──────── Extracted records
//! Build script for stockroom-api
//!
//! Captures build identification information at compile time:
//! - Git commit hash (short form)
//! - Build timestamp
//! - Build profile (debug/release)

use std::process::Command;

fn main() {
    // Short commit hash, or "unknown" outside a git checkout
    let git_hash = Command::new("git")
        .args(["rev-parse", "--short=8", "HEAD"])
        .output()
        .ok()
        .filter(|output| output.status.success())
        .and_then(|output| String::from_utf8(output.stdout).ok())
        .map(|s| s.trim().to_string())
        .unwrap_or_else(|| "unknown".to_string());

    let build_timestamp = chrono::Utc::now().to_rfc3339_opts(chrono::SecondsFormat::Secs, true);

    let profile = std::env::var("PROFILE").unwrap_or_else(|_| "unknown".to_string());

    println!("cargo:rustc-env=GIT_HASH={}", git_hash);
    println!("cargo:rustc-env=BUILD_TIMESTAMP={}", build_timestamp);
    println!("cargo:rustc-env=BUILD_PROFILE={}", profile);
    println!("cargo:rerun-if-changed=.git/HEAD");
}
//! stockroom-import - Spreadsheet import job
//!
//! Reads `materiais.xlsx` (or `--file`) and upserts every row into the
//! database used by stockroom-api. Exits non-zero when the workbook or the
//! database cannot be set up.

use anyhow::{Context, Result};
use clap::Parser;
use std::path::PathBuf;
use stockroom_common::config::{
    first_configured, CompiledDefaults, RootFolderInitializer, RootFolderResolver, TomlConfig,
};
use stockroom_common::db::init_database;
use stockroom_import::import_file;
use tracing::{info, warn};
use tracing_subscriber::EnvFilter;

const MODULE_NAME: &str = "stockroom-import";

/// Command-line arguments for stockroom-import
#[derive(Parser, Debug)]
#[command(name = "stockroom-import")]
#[command(about = "Import materials from a spreadsheet")]
#[command(version)]
struct Args {
    /// Workbook to import (first sheet, header row CODIGO/DESCRICAO/CATEGORIA)
    #[arg(short, long, default_value = "materiais.xlsx")]
    file: PathBuf,

    /// Folder holding the database
    #[arg(short, long)]
    root_folder: Option<PathBuf>,

    /// Log level when RUST_LOG is unset
    #[arg(long)]
    log_level: Option<String>,
}

#[tokio::main]
async fn main() -> Result<()> {
    let args = Args::parse();
    let toml_config = TomlConfig::load_for_module(MODULE_NAME);
    let defaults = CompiledDefaults::for_current_platform();

    let log_level = first_configured(
        "log_level",
        args.log_level.clone(),
        Some(toml_config.logging.level.clone()),
        defaults.log_level,
    );
    tracing_subscriber::fmt()
        .with_env_filter(
            EnvFilter::try_from_default_env().unwrap_or_else(|_| EnvFilter::new(&log_level)),
        )
        .init();

    info!("Starting stockroom-import v{}", env!("CARGO_PKG_VERSION"));

    let root = RootFolderResolver::new(MODULE_NAME)
        .with_cli_arg(args.root_folder.clone())
        .with_toml(&toml_config)
        .resolve();
    let paths = RootFolderInitializer::new(root);
    paths
        .ensure_directory_exists()
        .with_context(|| format!("Failed to create root folder {}", paths.root().display()))?;

    let db_path = paths.database_path();
    let pool = init_database(&db_path)
        .await
        .with_context(|| format!("Failed to open database {}", db_path.display()))?;
    info!("Database: {}", db_path.display());
    info!("Importing {}", args.file.display());

    let report = import_file(&pool, &args.file)
        .await
        .with_context(|| format!("Import of {} failed", args.file.display()))?;

    info!(
        "Import finished: {} imported ({} created, {} updated), {} skipped, {} failed",
        report.imported(),
        report.created,
        report.updated,
        report.skipped,
        report.failed
    );
    if report.failed > 0 {
        warn!("{} rows could not be written, see errors above", report.failed);
    }

    pool.close().await;
    Ok(())
}
//! Known material categories
//!
//! Offered by the client form. The server stores category as free text, so
//! imported legacy categories outside this list remain valid.

/// Categories offered when creating or editing a material
pub const KNOWN_CATEGORIES: [&str; 15] = [
    "CHAVEIRO",
    "CIVIL",
    "ELÉTRICA",
    "ELETRÔNICA",
    "EPI",
    "ESCRITÓRIO",
    "FERRAMENTA",
    "HIDRÁULICA",
    "LIMPEZA",
    "MECÂNICA",
    "MOBILIÁRIO",
    "PINTURA",
    "REFRIGERAÇÃO",
    "SDAI",
    "SERRALHERIA",
];

/// True if `category` (already normalized) is one of the known categories
pub fn is_known_category(category: &str) -> bool {
    KNOWN_CATEGORIES.contains(&category)
}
────────────────
- [Task requirements] Print out every record, character for character.

- [Response to this task]
//! Build script for stockroom-api
//!
//! Captures build identification information at compile time:
//! - Git commit hash (short form)
//! - Build timestamp
//! - Build profile (debug/release)

use std::process::Command;

fn main() {
    // Short commit hash, or "unknown" outside a git checkout
    let git_hash = Command::new("git")
        .args(["rev-parse", "--short=8", "HEAD"])
        .output()
        .ok()
        .filter(|output| output.status.success())
        .and_then(|output| String::from_utf8(output.stdout).ok())
        .map(|s| s.trim().to_string())
        .unwrap_or_else(|| "unknown".to_string());

    let build_timestamp = chrono::Utc::now().to_rfc3339_opts(chrono::SecondsFormat::Secs, true);

    let profile = std::env::var("PROFILE").unwrap_or_else(|_| "unknown".to_string());

    println!("cargo:rustc-env=GIT_HASH={}", git_hash);
    println!("cargo:rustc-env=BUILD_TIMESTAMP={}", build_timestamp);
    println!("cargo:rustc-env=BUILD_PROFILE={}", profile);
    println!("cargo:rerun-if-changed=.git/HEAD");
}
//! stockroom-import - Spreadsheet import job
//!
//! Reads `materiais.xlsx` (or `--file`) and upserts every row into the
//! database used by stockroom-api. Exits non-zero when the workbook or the
//! database cannot be set up.

use anyhow::{Context, Result};
use clap::Parser;
use std::path::PathBuf;
use stockroom_common::config::{
    first_configured, CompiledDefaults, RootFolderInitializer, RootFolderResolver, TomlConfig,
};
use stockroom_common::db::init_database;
use stockroom_import::import_file;
use tracing::{info, warn};
use tracing_subscriber::EnvFilter;

const MODULE_NAME: &str = "stockroom-import";

/// Command-line arguments for stockroom-import
#[derive(Parser, Debug)]
#[command(name = "stockroom-import")]
#[command(about = "Import materials from a spreadsheet")]
#[command(version)]
struct Args {
    /// Workbook to import (first sheet, header row CODIGO/DESCRICAO/CATEGORIA)
    #[arg(short, long, default_value = "materiais.xlsx")]
    file: PathBuf,

    /// Folder holding the database
    #[arg(short, long)]
    root_folder: Option<PathBuf>,

    /// Log level when RUST_LOG is unset
    #[arg(long)]
    log_level: Option<String>,
}

#[tokio::main]
async fn main() -> Result<()> {
    let args = Args::parse();
    let toml_config = TomlConfig::load_for_module(MODULE_NAME);
    let defaults = CompiledDefaults::for_current_platform();

    let log_level = first_configured(
        "log_level",
        args.log_level.clone(),
        Some(toml_config.logging.level.clone()),
        defaults.log_level,
    );
    tracing_subscriber::fmt()
        .with_env_filter(
            EnvFilter::try_from_default_env().unwrap_or_else(|_| EnvFilter::new(&log_level)),
        )
        .init();

    info!("Starting stockroom-import v{}", env!("CARGO_PKG_VERSION"));

    let root = RootFolderResolver::new(MODULE_NAME)
        .with_cli_arg(args.root_folder.clone())
        .with_toml(&toml_config)
        .resolve();
    let paths = RootFolderInitializer::new(root);
    paths
        .ensure_directory_exists()
        .with_context(|| format!("Failed to create root folder {}", paths.root().display()))?;

    let db_path = paths.database_path();
    let pool = init_database(&db_path)
        .await
        .with_context(|| format!("Failed to open database {}", db_path.display()))?;
    info!("Database: {}", db_path.display());
    info!("Importing {}", args.file.display());

    let report = import_file(&pool, &args.file)
        .await
        .with_context(|| format!("Import of {} failed", args.file.display()))?;

    info!(
        "Import finished: {} imported ({} created, {} updated), {} skipped, {} failed",
        report.imported(),
        report.created,
        report.updated,
        report.skipped,
        report.failed
    );
    if report.failed > 0 {
        warn!("{} rows could not be written, see errors above", report.failed);
    }

    pool.close().await;
    Ok(())
}
//! Known material categories
//!
//! Offered by the client form. The server stores category as free text, so
//! imported legacy categories outside this list remain valid.

/// Categories offered when creating or editing a material
pub const KNOWN_CATEGORIES: [&str; 15] = [
    "CHAVEIRO",
    "CIVIL",
    "ELÉTRICA",
    "ELETRÔNICA",
    "EPI",
    "ESCRITÓRIO",
    "FERRAMENTA",
    "HIDRÁULICA",
    "LIMPEZA",
    "MECÂNICA",
    "MOBILIÁRIO",
    "PINTURA",
    "REFRIGERAÇÃO",
    "SDAI",
    "SERRALHERIA",
];

/// True if `category` (already normalized) is one of the known categories
pub fn is_known_category(category: &str) -> bool {
    KNOWN_CATEGORIES.contains(&category)
}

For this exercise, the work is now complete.